**Exercise prompt**
The data below is to be repeated in full, exactly as shown.

**Input records**
......

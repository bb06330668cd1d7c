// crates/batch-ledger-core/src/runtime/store.rs
// ============================================================================
// Module: Batch Ledger In-Memory Store
// Description: Mutex-guarded in-memory ledger store for tests and demos.
// Purpose: Provide a deterministic ledger backend without external deps.
// Dependencies: crate::interfaces, crate::model
// ============================================================================

//! ## Overview
//! [`InMemoryLedgerStore`] keeps every ledger table in one mutex-guarded set
//! of ordered maps. Each trait call takes the lock once, so every operation
//! is atomic with respect to the others. Query ordering and error kinds
//! follow the SQLite backend so the same scenarios run against both. It is
//! not intended for production use; nothing survives the process.

// ============================================================================
// SECTION: Imports
// ============================================================================

use std::collections::BTreeMap;
use std::collections::BTreeSet;
use std::num::NonZeroU64;
use std::sync::Arc;
use std::sync::Mutex;
use std::sync::MutexGuard;

use crate::interfaces::CheckpointStore;
use crate::interfaces::ExecutionHistoryStore;
use crate::interfaces::LedgerError;
use crate::interfaces::LedgerStore;
use crate::interfaces::StatusStore;
use crate::interfaces::ensure_step_name;
use crate::model::BatchStatus;
use crate::model::CheckpointKey;
use crate::model::CheckpointPair;
use crate::model::JobExecution;
use crate::model::JobExecutionId;
use crate::model::JobInstance;
use crate::model::JobInstanceId;
use crate::model::JobParameters;
use crate::model::JobStatus;
use crate::model::PartitionInstanceName;
use crate::model::PurgeSummary;
use crate::model::StepExecution;
use crate::model::StepExecutionId;
use crate::model::StepExecutionUpdate;
use crate::model::StepMetrics;
use crate::model::StepStatus;
use crate::model::Timestamp;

......

**Written response**
repository bb06330668cd1d7c
// crates/batch-ledger-core/src/runtime/store.rs
// ============================================================================
// Module: Batch Ledger In-Memory Store
// Description: Mutex-guarded in-memory ledger store for tests and demos.
// Purpose: Provide a deterministic ledger backend without external deps.
// Dependencies: crate::interfaces, crate::model
// ============================================================================

//! ## Overview
//! [`InMemoryLedgerStore`] keeps every ledger table in one mutex-guarded set
//! of ordered maps. Each trait call takes the lock once, so every operation
//! is atomic with respect to the others. Query ordering and error kinds
//! follow the SQLite backend so the same scenarios run against both. It is
//! not intended for production use; nothing survives the process.

// ============================================================================
// SECTION: Imports
// ============================================================================

use std::collections::BTreeMap;
use std::collections::BTreeSet;
use std::num::NonZeroU64;
use std::sync::Arc;
use std::sync::Mutex;
use std::sync::MutexGuard;

use crate::interfaces::CheckpointStore;
use crate::interfaces::ExecutionHistoryStore;
use crate::interfaces::LedgerError;
use crate::interfaces::LedgerStore;
use crate::interfaces::StatusStore;
use crate::interfaces::ensure_step_name;
use crate::model::BatchStatus;
use crate::model::CheckpointKey;
use crate::model::CheckpointPair;
use crate::model::JobExecution;
use crate::model::JobExecutionId;
use crate::model::JobInstance;
use crate::model::JobInstanceId;
use crate::model::JobParameters;
use crate::model::JobStatus;
use crate::model::PartitionInstanceName;
use crate::model::PurgeSummary;
use crate::model::StepExecution;
use crate::model::StepExecutionId;
use crate::model::StepExecutionUpdate;
use crate::model::StepMetrics;
use crate::model::StepStatus;
use crate::model::Timestamp;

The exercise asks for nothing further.